Walter Schloss – The Zen Investor
Here are 5 investing lessons from Walter Schloss that you can apply on your investing career.
- Keep it simple. He works from 9 am to 4 pm every day. His schedule involves looking at stocks from Value Line. He screens a lot of stocks. He looks at his checklist. If a stock fits his investment checklists, he buys small portions of them. He owns 1000 stocks at some point. Unlike Buffett, he doesn’t look at the businesses. He looks at hard numbers. He doesn’t time the economy. He doesn’t read quarterly reports. That’s essentially how he does it.

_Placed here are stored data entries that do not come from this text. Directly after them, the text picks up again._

use std::sync::{Arc, Barrier, Mutex};
use std::thread;
use std::time::Instant;

use anyhow::{bail, Context, Result};
use msgloop_runtime::EventLoop;
use tracing::{info, warn};

/// Per-producer ordering observed on the loop thread.
#[derive(Debug, Default)]
struct Tally {
    /// Next sequence number expected from each producer.
    next: Vec<usize>,
    received: usize,
    violations: usize,
    off_loop: usize,
}

impl Tally {
    fn new(producers: usize) -> Self {
        Self {
            next: vec![0; producers],
            ..Self::default()
        }
    }

    fn observe(&mut self, producer: usize, seq: usize, on_loop: bool) {
        if seq != self.next[producer] {
            warn!(producer, expected = self.next[producer], got = seq, "out-of-order callback");
            self.violations += 1;
        }
        self.next[producer] = seq + 1;
        self.received += 1;
        if !on_loop {
            self.off_loop += 1;
        }
    }
}

/// Post `per_thread` callbacks from each of `threads` producers concurrently
/// and check that every producer's callbacks ran in the order it posted them.
pub fn run(event_loop: &EventLoop, threads: usize, per_thread: usize) -> Result<()> {
    anyhow::ensure!(threads > 0 && per_thread > 0, "--threads and --per-thread must be positive");
    let total = threads
        .checked_mul(per_thread)
        .context("--threads times --per-thread overflows")?;
    let handle = event_loop.handle();
    let tally = Arc::new(Mutex::new(Tally::new(threads)));
    let barrier = Arc::new(Barrier::new(threads));
    let started = Instant::now();

    let producers = (0..threads)
        .map(|producer| {
            let (handle, tally, barrier) = (handle.clone(), Arc::clone(&tally), Arc::clone(&barrier));
            thread::Builder::new()
                .name(format!("producer-{producer}"))
                .spawn(move || -> Result<()> {
                    barrier.wait();
                    for seq in 0..per_thread {
                        let (tally, inner) = (Arc::clone(&tally), handle.clone());
                        handle.post_callback(
                            move |seq| {
                                let mut tally = tally.lock().unwrap_or_else(|p| p.into_inner());
                                tally.observe(producer, seq, inner.is_loop_thread());
                                if tally.received == total {
                                    inner.request_shutdown();
                                }
                            },
                            seq,
                        )?;
                    }
                    Ok(())
                })
                .context("failed to spawn producer thread")
        })
        .collect::<Result<Vec<_>>>()?;

    event_loop.run().context("event loop failed")?;

    for producer in producers {
        match producer.join() {
            Ok(result) => result?,
            Err(_) => bail!("producer thread panicked"),
        }
    }

    let tally = tally.lock().unwrap_or_else(|p| p.into_inner());
    info!(
        received = tally.received,
        violations = tally.violations,
        elapsed_ms = started.elapsed().as_millis() as u64,
        "stress run finished"
    );
    println!(
        "{} callbacks from {threads} threads in {:.3}s, {} ordering violations",
        tally.received,
        started.elapsed().as_secs_f64(),
        tally.violations
    );

    if tally.received != total {
        bail!("expected {total} callbacks, {} ran", tally.received);
    }
    if tally.off_loop > 0 {
        bail!("{} callbacks ran off the loop thread", tally.off_loop);
    }
    if tally.violations > 0 {
        bail!("{} per-thread ordering violations", tally.violations);
    }
    Ok(())
}

#[cfg(test)]
mod tests {
    use super::*;

    #[test]
    fn tally_accepts_interleaved_producers() {
        let mut tally = Tally::new(2);
        for (producer, seq) in [(0, 0), (1, 0), (1, 1), (0, 1), (0, 2)] {
            tally.observe(producer, seq, true);
        }
        assert_eq!(tally.received, 5);
        assert_eq!(tally.violations, 0);
        assert_eq!(tally.off_loop, 0);
    }

    #[test]
    fn overflowing_total_is_rejected() {
        let event_loop = EventLoop::new(msgloop_core::LoopConfig {
            name: "stress-test".into(),
            worker_threads: 1,
            ..Default::default()
        })
        .unwrap();
        let err = run(&event_loop, usize::MAX, 2).unwrap_err();
        assert!(err.to_string().contains("overflows"));
        assert!(!event_loop.is_shutdown_requested());
    }

    #[test]
    fn tally_flags_reordering() {
        let mut tally = Tally::new(1);
        tally.observe(0, 1, true);
        tally.observe(0, 0, false);
        assert_eq!(tally.violations, 2);
        assert_eq!(tally.off_loop, 1);
    }
}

- Downside. He doesn’t like stocks that carry a lot of debt. His main objective is capital preservation rather than significant returns. He analyzes investments on the basis of risks. If the risks are covered, he can be assured that the returns will follow. He minimizes his risks through wide diversification.
- Courage. He doesn’t mind going against the crowd. In fact, most of his purchases are ugly stocks that trade below their assets. He learned from Ben Graham that an investor is not necessarily right because everyone agrees with him. An investor is right because he is correct in his analysis.
- Limitations. He doesn’t have an army of analysts. He has his son Edwin as his partner. So he keeps his operations low. Since he knows his limitations, he adjusts his investment processes. He doesn’t talk to management because he knows he doesn’t have the skills to correctly assess CEO’s.
- Patience. He advises other investors to wait patiently. Investments don’t go up immediately. It takes a lot of time before companies make significant progress. Most of the stocks he bought are ugly stocks. It probably would take a couple of years before it goes up. On the average, he did quite well as he bought them on the cheap. As the saying goes, “Good things happen to those who wait.”
It’s sad that he passed away last February.
He lived a long and fulfilling life. He didn’t worry about anything – from the economy to the stocks he bought. He was confident that the downside is protected.
His approach to investing is a testament that individual investors can make it even with a passive approach to investing.